--- INPUT Enclosed Below ---
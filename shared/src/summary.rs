//! 派生统计
//!
//! 仪表盘上展示的数据都由列表即时计算，不做存储。

use crate::{Job, JobStatus, Material};

/// 按状态统计的工单数量
#[derive(Debug, Clone, Copy, PartialEq, Eq, Default)]
pub struct JobSummary {
    pub total: usize,
    pub pending: usize,
    pub in_progress: usize,
    pub completed: usize,
}

impl JobSummary {
    pub fn from_jobs(jobs: &[Job]) -> Self {
        jobs.iter().fold(Self::default(), |mut acc, job| {
            acc.total += 1;
            match job.status {
                JobStatus::Pending => acc.pending += 1,
                JobStatus::InProgress => acc.in_progress += 1,
                JobStatus::Completed => acc.completed += 1,
            }
            acc
        })
    }
}

/// 低库存物料（保持原顺序）
pub fn low_stock(materials: &[Material]) -> Vec<Material> {
    materials
        .iter()
        .filter(|m| m.is_low_stock())
        .cloned()
        .collect()
}
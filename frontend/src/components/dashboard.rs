use crate::auth::use_auth;
use crate::components::layout::PageHeader;
use crate::components::notice::load_failure;
use crate::web::router::Link;
use leptos::prelude::*;
use leptos::task::spawn_local;
use workshop::{AppRoute, DashboardOverview};

#[component]
pub fn DashboardPage() -> impl IntoView {
    let auth = use_auth();

    let (overview, set_overview) = signal(DashboardOverview::default());
    let (loading, set_loading) = signal(true);
    let (load_error, set_load_error) = signal(Option::<String>::None);

    let load = move || {
        let api = auth.api();
        set_loading.set(true);
        spawn_local(async move {
            match api.dashboard_overview().await {
                Ok(data) => {
                    set_overview.try_set(data);
                    set_load_error.try_set(None);
                }
                Err(e) => {
                    set_load_error.try_set(Some(load_failure("the dashboard", &e)));
                }
            }
            set_loading.try_set(false);
        });
    };

    load();

    let greeting = move || {
        auth.identity_untracked()
            .map(|identity| format!("Welcome back, {}", identity.name))
            .unwrap_or_default()
    };
    let summary = move || overview.get().jobs;
    let is_manager = auth
        .identity_untracked()
        .is_some_and(|identity| identity.is_manager());

    view! {
        <PageHeader title="Dashboard" subtitle=greeting()>
            <Show when=move || is_manager>
                <Link route=AppRoute::Jobs class={"btn btn-primary btn-sm".to_string()}>
                    "New job"
                </Link>
            </Show>
            <button on:click=move |_| load() disabled=move || loading.get() class="btn btn-ghost btn-sm">
                "Refresh"
            </button>
        </PageHeader>

        <Show when=move || load_error.with(Option::is_some)>
            <div role="alert" class="alert alert-error">
                <span>{move || load_error.get().unwrap_or_default()}</span>
            </div>
        </Show>

        <div class="stats shadow w-full stats-vertical md:stats-horizontal bg-base-100">
            <div class="stat">
                <div class="stat-title">"Total jobs"</div>
                <div class="stat-value text-primary">{move || summary().total}</div>
            </div>
            <div class="stat">
                <div class="stat-title">"Pending"</div>
                <div class="stat-value">{move || summary().pending}</div>
            </div>
            <div class="stat">
                <div class="stat-title">"In progress"</div>
                <div class="stat-value text-info">{move || summary().in_progress}</div>
            </div>
            <div class="stat">
                <div class="stat-title">"Completed"</div>
                <div class="stat-value text-success">{move || summary().completed}</div>
            </div>
        </div>

        <div class="card bg-base-100 shadow-xl">
            <div class="card-body">
                <h3 class="card-title">"Low stock"</h3>
                <Show
                    when=move || !overview.with(|o| o.low_stock.is_empty())
                    fallback=move || view! {
                        <p class="text-base-content/50">
                            {move || {
                                if loading.get() {
                                    "Loading..."
                                } else if load_error.with(Option::is_some) {
                                    "Stock levels are unavailable."
                                } else {
                                    "All materials are above their minimum level."
                                }
                            }}
                        </p>
                    }
                >
                    <ul class="space-y-1">
                        <For
                            each=move || overview.get().low_stock
                            key=|m| m.id
                            children=|m| view! {
                                <li class="flex justify-between">
                                    <span>{m.name.clone()}</span>
                                    <span class="badge badge-warning">
                                        {format!("{} / {} {}", m.quantity, m.minimum_level, m.unit)}
                                    </span>
                                </li>
                            }
                        />
                    </ul>
                </Show>
            </div>
        </div>
    }
}
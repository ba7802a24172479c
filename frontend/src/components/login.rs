use crate::auth::{login, use_auth};
use leptos::prelude::*;
use leptos::task::spawn_local;

#[component]
pub fn LoginPage() -> impl IntoView {
    let auth = use_auth();

    let (email, set_email) = signal(String::new());
    let (password, set_password) = signal(String::new());
    let (is_submitting, set_is_submitting) = signal(false);
    let (error_msg, set_error_msg) = signal(Option::<String>::None);

    let on_submit = move |ev: web_sys::SubmitEvent| {
        ev.prevent_default();
        if email.get().trim().is_empty() || password.get().is_empty() {
            set_error_msg.set(Some("Please enter your email and password".to_string()));
            return;
        }

        set_is_submitting.set(true);
        set_error_msg.set(None);

        spawn_local(async move {
            // 成功后路由服务会把用户带到默认页，这里只处理失败
            if let Err(e) = login(auth, email.get_untracked(), password.get_untracked()).await {
                set_error_msg.try_set(Some(e.to_string()));
                set_password.try_set(String::new());
            }
            set_is_submitting.try_set(false);
        });
    };

    view! {
        <div class="hero min-h-screen bg-base-200">
            <div class="hero-content flex-col w-full max-w-md">
                <div class="text-center mb-4">
                    <h1 class="text-3xl font-bold">"Workshop"</h1>
                    <p class="text-base-content/70">"Sign in to manage jobs and stock"</p>
                </div>

                <div class="card shrink-0 w-full shadow-2xl bg-base-100">
                    <form class="card-body" on:submit=on_submit>
                        <Show when=move || error_msg.get().is_some()>
                            <div role="alert" class="alert alert-error text-sm py-2">
                                <span>{move || error_msg.get().unwrap_or_default()}</span>
                            </div>
                        </Show>

                        <div class="form-control">
                            <label class="label" for="email">
                                <span class="label-text">"Email"</span>
                            </label>
                            <input
                                id="email"
                                type="email"
                                autocomplete="username"
                                on:input=move |ev| set_email.set(event_target_value(&ev))
                                prop:value=email
                                class="input input-bordered"
                                required
                            />
                        </div>
                        <div class="form-control">
                            <label class="label" for="password">
                                <span class="label-text">"Password"</span>
                            </label>
                            <input
                                id="password"
                                type="password"
                                autocomplete="current-password"
                                on:input=move |ev| set_password.set(event_target_value(&ev))
                                prop:value=password
                                class="input input-bordered"
                                required
                            />
                        </div>
                        <div class="form-control mt-6">
                            <button class="btn btn-primary" disabled=move || is_submitting.get()>
                                {move || if is_submitting.get() {
                                    view! { <span class="loading loading-spinner"></span> "Signing in..." }.into_any()
                                } else {
                                    "Sign in".into_any()
                                }}
                            </button>
                        </div>
                    </form>
                </div>
            </div>
        </div>
    }
}
#[async_trait::async_trait(?Send)]
impl HttpClient for FakeBackend {
    async fn send(&self, req: HttpRequest) -> ApiResult<HttpResponse> {
        {
            let mut t = self.tables.borrow_mut();
            t.requests.push(req.clone());
            if t.offline {
                return Err(ApiError::Network("connection refused".to_string()));
            }
        }

        let (status, body) = match self.route(&req) {
            Ok((status, value)) => (status, value.to_string()),
            Err((status, message)) => (status, json!({ "error": message }).to_string()),
        };
        Ok(HttpResponse { status, body })
    }
}
use crate::api::ApiClient;
use crate::error::ApiResult;
use crate::request::HttpClient;
use workshop_shared::{JobSummary, Material, low_stock};

/// 仪表盘数据：工单统计 + 低库存物料
#[derive(Debug, Clone, PartialEq, Eq, Default)]
pub struct DashboardOverview {
    pub jobs: JobSummary,
    pub low_stock: Vec<Material>,
}

impl<C: HttpClient> ApiClient<C> {
    /// 并发拉取工单与物料，任一失败即整体失败
    pub async fn dashboard_overview(&self) -> ApiResult<DashboardOverview> {
        let jobs = self.jobs();
        let materials = self.materials();
        let (jobs, materials) = futures::try_join!(jobs.list(), materials.list())?;

        Ok(DashboardOverview {
            jobs: JobSummary::from_jobs(&jobs),
            low_stock: low_stock(&materials),
        })
    }
}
--- End of Enclosed INPUT ---
THE TASK:
Every line from the start of the listing through the line with "use crate::components::layout::PageHeader;" should be reproduced exactly, and no other line.

REPLY:
filename shared/src/summary.rs
//! 派生统计
//!
//! 仪表盘上展示的数据都由列表即时计算，不做存储。

use crate::{Job, JobStatus, Material};

/// 按状态统计的工单数量
#[derive(Debug, Clone, Copy, PartialEq, Eq, Default)]
pub struct JobSummary {
    pub total: usize,
    pub pending: usize,
    pub in_progress: usize,
    pub completed: usize,
}

impl JobSummary {
    pub fn from_jobs(jobs: &[Job]) -> Self {
        jobs.iter().fold(Self::default(), |mut acc, job| {
            acc.total += 1;
            match job.status {
                JobStatus::Pending => acc.pending += 1,
                JobStatus::InProgress => acc.in_progress += 1,
                JobStatus::Completed => acc.completed += 1,
            }
            acc
        })
    }
}

/// 低库存物料（保持原顺序）
pub fn low_stock(materials: &[Material]) -> Vec<Material> {
    materials
        .iter()
        .filter(|m| m.is_low_stock())
        .cloned()
        .collect()
}
filename frontend/src/components/dashboard.rs
use crate::auth::use_auth;
use crate::components::layout::PageHeader;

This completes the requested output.